Fidelidad y fraternidad
14. El Concilio Vaticano II situó el servicio específico de los presbíteros dentro de la igual dignidad y fraternidad de todos los bautizados, como bien lo atestigua el Decreto Presbyterorum ordinis: «Los sacerdotes del Nuevo Testamento, aunque por razón del sacramento del Orden ejercen el ministerio de padre y de maestro, importantísimo y necesario en el pueblo y para el pueblo de Dios, sin embargo, son, juntamente con todos los fieles cristianos, discípulos del Señor, hechos partícipes de su Reino por la gracia de Dios que llama.
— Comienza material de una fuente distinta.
//! Config artifact validation tests for studio-proxy-config.
// crates/studio-proxy-config/tests/config_artifacts.rs
// ============================================================================
// Module: Config Artifact Validation Tests
// Description: Validate env template, schema, and docs generators.
// Purpose: Prevent drift between the key registry and generated artifacts.
// Dependencies: studio-proxy-config, jsonschema, tempfile
// ============================================================================

use std::collections::BTreeMap;
use std::fs;

use jsonschema::Draft;
use jsonschema::Validator;
use serde_json::Value;
use serde_json::json;
use studio_proxy_config::DocsError;
use studio_proxy_config::KEY_SPECS;
use studio_proxy_config::ProxyConfig;
use studio_proxy_config::TemplateError;
use studio_proxy_config::config_docs_markdown;
use studio_proxy_config::config_schema;
use studio_proxy_config::default_values;
use studio_proxy_config::env_template;
use studio_proxy_config::lint_env_str;
use studio_proxy_config::parse_env_str;
use studio_proxy_config::verify_config_docs;
use studio_proxy_config::verify_env_template;
use studio_proxy_config::write_config_docs;
use studio_proxy_config::write_env_template;

type TestResult = Result<(), String>;

fn schema_validator() -> Result<Validator, String> {
    jsonschema::options()
        .with_draft(Draft::Draft202012)
        .build(&config_schema())
        .map_err(|err| err.to_string())
}

#[test]
fn template_lints_clean() -> TestResult {
    let report = lint_env_str(&env_template());
    if !report.is_clean() {
        let messages: Vec<String> = report.findings.iter().map(ToString::to_string).collect();
        return Err(messages.join("; "));
    }
    Ok(())
}

#[test]
fn template_loads_to_default_config() -> TestResult {
    let file = parse_env_str(&env_template()).map_err(|err| err.to_string())?;
    if file.len() != KEY_SPECS.len() {
        return Err(format!("template has {} keys, registry {}", file.len(), KEY_SPECS.len()));
    }
    let from_template = ProxyConfig::from_values(&file.to_map()).map_err(|err| err.to_string())?;
    let empty = ProxyConfig::from_values(&BTreeMap::new()).map_err(|err| err.to_string())?;
    if from_template != empty {
        return Err("template should load to the default config".to_string());
    }
    Ok(())
}

#[test]
fn template_is_deterministic_and_sectioned() -> TestResult {
    let first = env_template();
    if first != env_template() {
        return Err("template output is not deterministic".to_string());
    }
    for heading in ["# Ports\n", "# Timeouts\n", "# Health Check\n"] {
        if !first.contains(heading) {
            return Err(format!("template missing section {heading}"));
        }
    }
    if !first.contains("DEFAULT_FALLBACK_MODEL_ID=\"no model list\"\n") {
        return Err("values with spaces should be quoted".to_string());
    }
    Ok(())
}

#[test]
fn template_write_and_verify_detect_drift() -> TestResult {
    let dir = tempfile::tempdir().map_err(|err| err.to_string())?;
    let path = dir.path().join(".env.example");
    write_env_template(Some(&path)).map_err(|err| err.to_string())?;
    verify_env_template(Some(&path)).map_err(|err| err.to_string())?;
    fs::write(&path, "PORT=1\n").map_err(|err| err.to_string())?;
    match verify_env_template(Some(&path)) {
        Err(TemplateError::Drift(_)) => Ok(()),
        Err(other) => Err(format!("expected drift, got {other}")),
        Ok(()) => Err("edited template should drift".to_string()),
    }
}

#[test]
fn schema_defaults_match_registry() -> TestResult {
    let schema = config_schema();
    for spec in KEY_SPECS {
        let pointer = format!("/properties/{}/default", spec.name);
        let actual = schema.pointer(&pointer).ok_or_else(|| format!("missing {pointer}"))?;
        if actual != &json!(spec.default) {
            return Err(format!("schema default mismatch for {}", spec.name));
        }
    }
    Ok(())
}

#[test]
fn schema_accepts_defaults_and_unknown_keys() -> TestResult {
    let validator = schema_validator()?;
    let defaults = serde_json::to_value(default_values()).map_err(|err| err.to_string())?;
    if !validator.is_valid(&defaults) {
        return Err("default value map should validate".to_string());
    }
    if !validator.is_valid(&json!({})) {
        return Err("empty env should validate".to_string());
    }
    if !validator.is_valid(&json!({ "SOME_OTHER_KEY": "x" })) {
        return Err("unknown keys should be allowed".to_string());
    }
    Ok(())
}

#[test]
fn schema_rejects_malformed_values() -> TestResult {
    let validator = schema_validator()?;
    let cases: [Value; 6] = [
        json!({ "PORT": "http" }),
        json!({ "ENABLE_URL_CONTEXT": "maybe" }),
        json!({ "LAUNCH_MODE": "windowed" }),
        json!({ "DOCKER_HEALTHCHECK_INTERVAL": "30" }),
        json!({ "HTTP_PROXY": "proxy.local:8080" }),
        json!({ "MODEL_NAME": 5 }),
    ];
    for case in &cases {
        if validator.is_valid(case) {
            return Err(format!("schema should reject {case}"));
        }
    }
    Ok(())
}

#[test]
fn schema_and_loader_agree_on_value_syntax() -> TestResult {
    let validator = schema_validator()?;
    let cases: [(&str, &str, bool); 14] = [
        ("PORT", "+8080", true),
        ("PORT", " 8080 ", true),
        ("PORT", "-1", false),
        ("PORT", "8080x", false),
        ("UPLOAD_FILE_RETENTION_DAYS", "+7", true),
        ("UPLOAD_FILE_RETENTION_DAYS", " 14 ", true),
        ("RESPONSE_COMPLETION_TIMEOUT", "+300000", true),
        ("DEFAULT_TEMPERATURE", " .5 ", true),
        ("DEFAULT_TEMPERATURE", "warm", false),
        ("DOCKER_HEALTHCHECK_INTERVAL", " 1m30s ", true),
        ("DOCKER_HEALTHCHECK_INTERVAL", "30", false),
        ("MODEL_NAME", "  studio  ", true),
        ("MODEL_NAME", "   ", false),
        ("HTTP_PROXY", " http://proxy.local:8080 ", true),
    ];
    for (key, value, expected) in cases {
        let schema_ok = validator.is_valid(&json!({ key: value }));
        let values = BTreeMap::from([(key.to_string(), value.to_string())]);
        let loader_ok = ProxyConfig::from_values(&values).is_ok();
        if schema_ok != expected || loader_ok != expected {
            return Err(format!(
                "{key}=`{value}`: schema {schema_ok}, loader {loader_ok}, expected {expected}"
            ));
        }
    }
    Ok(())
}

#[test]
fn docs_list_every_key() -> TestResult {
    let docs = config_docs_markdown();
    if !docs.contains("# Studio Proxy Environment Reference") {
        return Err("docs missing title header".to_string());
    }
    for spec in KEY_SPECS {
        if !docs.contains(&format!("| `{}` |", spec.name)) {
            return Err(format!("docs missing {}", spec.name));
        }
    }
    Ok(())
}

#[test]
fn docs_write_and_verify_detect_drift() -> TestResult {
    let dir = tempfile::tempdir().map_err(|err| err.to_string())?;
    let path = dir.path().join("nested").join("env.md");
    write_config_docs(Some(&path)).map_err(|err| err.to_string())?;
    verify_config_docs(Some(&path)).map_err(|err| err.to_string())?;
    fs::write(&path, "stale").map_err(|err| err.to_string())?;
    match verify_config_docs(Some(&path)) {
        Err(DocsError::Drift(_)) => Ok(()),
        Err(other) => Err(format!("expected drift, got {other}")),
        Ok(()) => Err("edited docs should drift".to_string()),
    }
}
Con todos los regenerados en la fuente del bautismo los presbíteros son hermanos entre los hermanos, puesto que son miembros de un mismo Cuerpo de Cristo, cuya edificación se exige a todos». [11] Dentro de esta fraternidad fundamental, que tiene su raíz en el Bautismo y une a todo el pueblo de Dios, el Concilio destaca el vínculo fraternal particular entre los ministros ordenados, fundado en el mismo sacramento del Orden: «Los presbíteros, constituidos por la Ordenación en el Orden del Presbiterado, están unidos todos entre sí por la íntima fraternidad sacramental, y forman un presbiterio especial en la diócesis a cuyo servicio se consagran bajo el obispo propio […]. Cada uno está unido con los demás miembros de este presbiterio por vínculos especiales de caridad apostólica, de ministerio y de fraternidad». [12] La fraternidad presbiteral, por lo tanto, antes que ser una tarea que hay que realizar, es un don inherente a la gracia de la Ordenación. Hay que reconocer que este don nos precede: no se construye sólo con la buena voluntad y en virtud de un esfuerzo colectivo, sino que es un don de la Gracia, que nos hace partícipes del ministerio del obispo y se realiza en la comunión con él y con los hermanos.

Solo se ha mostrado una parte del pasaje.